Kozinski promptly recused himself from those proceedings, announced the "manifest necessity" for a mistrial – a matter that's currently in litigation – and requested of Supreme Court Chief Justice John Roberts that his conduct on the bench be reviewed by an impartial committee of his peers. That request is what generated the Third Circuit committee's report, which was delivered to the judicial council in late April, but reported in the Daily Journal only last week.

But while the contents of the report and its recommendations (if any) have not been made public, it is likely that the central question that the committee examined was whether Kozinski had violated Canon 2A of the Judges' Code of Conduct, which states that "a judge must avoid all impropriety and appearance of impropriety" in "both the professional and personal conduct of a judge."

The committee may also have considered complaints from attorney Cyrus Sanai, a long-time enemy of Kozinski who's been described by blogger Patrick on popehat.com as "the living embodiment of the worst stereotypes of California lawyers, an arguably vexatious litigant who arguably abuses process and files frivolous motions to cause disruption to opponents" – and who has been smacked down, legally, by Kozinski at least twice.
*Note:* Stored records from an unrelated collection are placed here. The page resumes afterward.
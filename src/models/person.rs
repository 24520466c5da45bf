use std::fmt;

use im::OrdSet;
use serde::{Deserialize, Serialize};

use super::{Assignment, ClassGroup, Level, Name, Phone};

/// A student record.
///
/// `Person` is an immutable value: every edit goes through one of the `with_*`
/// methods and yields a new record, which the store then swaps in for the old
/// one. Two notions of equality apply:
///
/// - [`Person::is_same_person`]: name and phone match exactly. This is the
///   "same real student" check the store uses to reject duplicates.
/// - `==`: every field matches, including class groups and assignments.
///
/// `==` inherits the looseness of [`Assignment`] equality and so cannot see
/// a mark change. [`Person::is_identical`] can.
#[derive(Debug, Clone, PartialEq, Eq, Serialize, Deserialize)]
pub struct Person {
    name: Name,
    phone: Phone,
    level: Level,
    #[serde(default)]
    class_groups: OrdSet<ClassGroup>,
    #[serde(default)]
    assignments: OrdSet<Assignment>,
}

impl Person {
    pub fn new(
        name: Name,
        phone: Phone,
        level: Level,
        class_groups: OrdSet<ClassGroup>,
        assignments: OrdSet<Assignment>,
    ) -> Self {
        Self {
            name,
            phone,
            level,
            class_groups,
            assignments,
        }
    }

    pub fn name(&self) -> &Name {
        &self.name
    }

    pub fn phone(&self) -> &Phone {
        &self.phone
    }

    pub fn level(&self) -> &Level {
        &self.level
    }

    pub fn class_groups(&self) -> &OrdSet<ClassGroup> {
        &self.class_groups
    }

    pub fn assignments(&self) -> &OrdSet<Assignment> {
        &self.assignments
    }

    pub fn is_same_person(&self, other: &Person) -> bool {
        self.name == other.name && self.phone == other.phone
    }

    /// Full equality plus the mark on every assignment and the exact casing
    /// of every class group.
    pub fn is_identical(&self, other: &Person) -> bool {
        self == other
            && self
                .class_groups
                .iter()
                .zip(other.class_groups.iter())
                .all(|(a, b)| a.name() == b.name())
            && self
                .assignments
                .iter()
                .zip(other.assignments.iter())
                .all(|(a, b)| a.is_identical(b))
    }

    pub fn is_in_class_group(&self, class_group: &ClassGroup) -> bool {
        self.class_groups.contains(class_group)
    }

    /// The stored copy of `assignment`, carrying its current mark.
    pub fn find_assignment(&self, assignment: &Assignment) -> Option<&Assignment> {
        self.assignments.iter().find(|a| *a == assignment)
    }

    pub fn with_name(&self, name: Name) -> Self {
        Self {
            name,
            ..self.clone()
        }
    }

    pub fn with_phone(&self, phone: Phone) -> Self {
        Self {
            phone,
            ..self.clone()
        }
    }

    pub fn with_level(&self, level: Level) -> Self {
        Self {
            level,
            ..self.clone()
        }
    }

    pub fn with_class_groups(&self, class_groups: OrdSet<ClassGroup>) -> Self {
        Self {
            class_groups,
            ..self.clone()
        }
    }

    pub fn with_assignments(&self, assignments: OrdSet<Assignment>) -> Self {
        Self {
            assignments,
            ..self.clone()
        }
    }

    /// Replaces the stored copy of `assignment` with `replacement`.
    ///
    /// The old entry is removed before the new one goes in, so the set never
    /// holds two entries for the same assignment.
    pub fn with_replaced_assignment(&self, assignment: &Assignment, replacement: Assignment) -> Self {
        let mut assignments = self.assignments.clone();
        assignments.remove(assignment);
        assignments.insert(replacement);
        self.with_assignments(assignments)
    }
}

impl fmt::Display for Person {
    fn fmt(&self, f: &mut fmt::Formatter<'_>) -> fmt::Result {
        write!(
            f,
            "{}; Phone: {}; Level: {}; Classes: ",
            self.name, self.phone, self.level
        )?;
        for class_group in self.class_groups.iter() {
            write!(f, "{}", class_group)?;
        }
        f.write_str("; Assignments: ")?;
        let assignments: Vec<String> = self.assignments.iter().map(|a| a.to_string()).collect();
        f.write_str(&assignments.join(", "))
    }
}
It may also have dealt with a complaint from Leonidas Mecham, a former court administrator who got into a very public dispute with Kozinski after the judge thwarted Mecham's attempts to force an Internet filtering system onto the government computers used by Kozinski and other Circuit judges – in 1998. (Hey, some grudges have real staying power.)

Regarding the material on Kozinski's website, blogger Patterico, a prosecuting attorney in Los Angeles, has done an extensive investigation himself into the site's content, and much of his conclusions can be found in previous AVN articles – but the short answer is, there's not much there there.

It's those last two complaints from Sanai and Mecham, however, that may have caused the 11-month delay in the committee's filing its report, and it's now up to the third Circuit Judicial Council to decide what punishment (if any) to mete out to Kozinski.

"If the only question was whether Judge Kozinski took adequate precautions to keep his Web site private, this investigation would probably have been over long ago," said Arthur Hellman of the University of Pittsburgh Law School. "So it seems that the special committee was investigating more than that. The 'something more' could well be the complaints filed by Mecham and Sanai."

However, the Daily Journal noted that neither Sanai nor Mecham had been interviewed by the committee following receipt of their complaints, so their effect on the committee's report may have been minimal.

Kozinski had 21 days from the filing of the committee's report and recommendation(s) to file a response to it, and while that deadline has now passed, Kozinski has remained silent about the entire situation.